緊急避妊薬が入手しやすくなることの懸念点は?
緊急避妊薬が入手しやすくなることによる懸念点には、どのようなことがあるでしょうか。
さまざまな考え方を持つ人がいるため、ごく一部の女性のなかには、避妊に対して深く考えたりリスク意識を持たなくなったりしてしまう人もいるのかもしれません。また夫婦関係のなかで、男性側は「子どもがほしい」と思ってるが女性側は「子どもはいらない、ほしくない」と考えている場合、男性に隠れて女性が緊急避妊薬を服用するというケースも、もしかするとゼロではないのかもしれません。
しかし、これらは緊急避妊薬の服用以前の問題であり、性教育が足りないことによる正しい知識の欠如、またパートナー間の信頼や話し合いの不足が問題です。
ほかにも、薬局やドラッグストアで自ら選んで購入できるといった観点からは、医師による診察がないため既往歴、現病にかかわらず服用できてしまうための副作用の危険性や、これまで病院の通報で判明していた性犯罪や児童虐待に気づくタイミングが減るといったことも考えられます。

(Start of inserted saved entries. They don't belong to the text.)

//! # Query Builder System
//!
//! Immutable query descriptors and their compilation into parameterized
//! PostgreSQL statements.
//!
//! ## Key Components
//!
//! - [`descriptor`] - Immutable, structurally-shared query representation
//! - [`conditions`] - WHERE condition variants (equality, membership,
//!   regex, raw fragments, full-text, OR trees)
//! - [`joins`] - JOIN clause descriptors
//! - [`search`] - Full-text search predicates with optional ranking
//! - [`compiler`] - SQL generation with positional `$n` placeholders
//! - [`pagination`] - Offset and keyset pagination envelopes
//!
//! ## Example
//!
//! ```rust
//! use quarry_core::query_builder::{QueryDescriptor, SqlCompiler};
//!
//! let descriptor = QueryDescriptor::new("users")
//!     .where_eq("active", true)
//!     .order_desc("created_at")
//!     .limit(10);
//! let compiled = SqlCompiler::new(&descriptor).compile_select().unwrap();
//! assert_eq!(
//!     compiled.sql,
//!     "SELECT * FROM \"users\" WHERE \"active\" = $1 ORDER BY \"created_at\" DESC LIMIT 10"
//! );
//! ```

pub mod compiler;
pub mod conditions;
pub mod descriptor;
pub mod joins;
pub mod pagination;
pub mod search;

pub use compiler::{AggregateFunction, CompiledQuery, SqlCompiler, RANK_ALIAS};
pub use conditions::Condition;
pub use descriptor::{Clause, OrderClause, OrderDirection, QueryDescriptor};
pub use joins::{Join, JoinKind, JoinOn};
pub use pagination::{CursorMeta, CursorPage, CursorParams, PageMeta, PaginatedResult};
pub use search::{RankFunction, SearchQuery};
//! Pagination primitives.
//!
//! Offset pagination math and the external envelope shapes. Query
//! execution lives in [`crate::collection::Collection`]; everything here is
//! pure and unit-testable.

use serde::Serialize;

use crate::error::{QuarryError, Result};
use crate::value::Value;

/// Offset-pagination metadata. Serializes as the `pagination` object of
/// the external envelope.
#[derive(Debug, Clone, PartialEq, Serialize)]
pub struct PageMeta {
    pub total: i64,
    pub page: i64,
    pub limit: i64,
    pub total_pages: i64,
    pub has_next: bool,
    pub has_prev: bool,
    pub from: i64,
    pub to: i64,
}

impl PageMeta {
    /// Compute metadata for one fetched page. `page < 1` and `limit < 1`
    /// clamp to 1; an empty total still reports one page.
    pub fn compute(total: i64, page: i64, limit: i64, records_on_page: usize) -> Self {
        let page = page.max(1);
        let limit = limit.max(1);
        let offset = (page - 1) * limit;
        let total_pages = if total == 0 {
            1
        } else {
            (total + limit - 1) / limit
        };
        let records_on_page = records_on_page as i64;
        Self {
            total,
            page,
            limit,
            total_pages,
            has_next: page < total_pages,
            has_prev: page > 1,
            from: if records_on_page == 0 { 0 } else { offset + 1 },
            to: offset + records_on_page,
        }
    }
}

/// One page of records plus metadata; serializes as
/// `{"data": [...], "pagination": {...}}`.
#[derive(Debug, Clone, Serialize)]
pub struct PaginatedResult<T> {
    #[serde(rename = "data")]
    pub records: Vec<T>,
    pub pagination: PageMeta,
}

/// Cursor-pagination metadata.
#[derive(Debug, Clone, PartialEq, Serialize)]
pub struct CursorMeta {
    pub limit: i64,
    pub next_cursor: Option<Value>,
    pub prev_cursor: Option<Value>,
}

/// One keyset page; serializes as `{"data": [...], "pagination": {...}}`.
#[derive(Debug, Clone, Serialize)]
pub struct CursorPage<T> {
    #[serde(rename = "data")]
    pub records: Vec<T>,
    pub pagination: CursorMeta,
}

/// Parameters for keyset pagination. `after` and `before` are mutually
/// exclusive; the cursor column defaults to the descriptor's primary key.
#[derive(Debug, Clone, Default)]
pub struct CursorParams {
    pub after: Option<Value>,
    pub before: Option<Value>,
    pub limit: i64,
    pub cursor_column: Option<String>,
}

impl CursorParams {
    pub fn new(limit: i64) -> Self {
        Self {
            after: None,
            before: None,
            limit,
            cursor_column: None,
        }
    }

    pub fn after(mut self, cursor: impl Into<Value>) -> Self {
        self.after = Some(cursor.into());
        self
    }

    pub fn before(mut self, cursor: impl Into<Value>) -> Self {
        self.before = Some(cursor.into());
        self
    }

    pub fn cursor_column(mut self, column: impl Into<String>) -> Self {
        self.cursor_column = Some(column.into());
        self
    }

    pub fn validate(&self) -> Result<()> {
        if self.after.is_some() && self.before.is_some() {
            return Err(QuarryError::usage(
                "cursor pagination accepts either `after` or `before`, not both",
            ));
        }
        Ok(())
    }
}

しかし緊急避妊薬は、服用するタイミングが何より重要です。飲むタイミングが早ければ早いほど効果が高く、12時間以内に服用すれば99%以上の確率で避妊できるといわれています。また「プライベートクリニック」によると、直後〜12時間の間に服用した場合の妊娠率は0.5%なのに対し、61〜72時間の間に服用した場合では4.1%まで確率が上がるそうです。
病院診察時間までの間に、緊急避妊薬を「とにかく早く」服用することが大切なのです。まずは薬を飲み、その後病院で診察を受けるなど心がければ、上記の問題は軽減できるでしょう。
産婦人科医の有志9人が5月20日〜26日に、主にSNSで産婦人科医に実施した「緊急避妊薬のOTC化をめざし議論すべきか」というアンケートでも、74.1%のかたが「非常にそう思う」「そう思う」と回答していました。さまざまな問題を踏まえたうえでも、やはり薬局やドラッグストアでの緊急避妊薬の導入は必要だったのです。
女性を守るための方法として必要
緊急避妊薬を服用したからといって、100%避妊できるわけではありません。それでも、薬を飲むだけで心理的負担を減らすことができるものなのです。
妊娠を望んでいないときに「妊娠したかもしれない」と感じる不安は、女性にしかわかりません。実際には利用する機会がなかったとしても「もしものときは緊急避妊薬がすぐに手に入る」という環境が2021年に実現するのなら、それだけでも安心できるでしょう。
今回、緊急避妊薬が薬局で購入できるようになったように、私たちはこれまでどこかタブーとされてきた「性についての理解」を、改めて進めていかなければならないと強く感じました。
低用量ピルや子宮内避妊具などの日本ではまだ普及していない「避妊方法」や、性感染症を予防するためにコンドームを使用するなど、性を正しく学ぶための教育が年齢・性別関係なく進むよう、親と子、パートナーと話し合える環境を全員で作っていきましょう。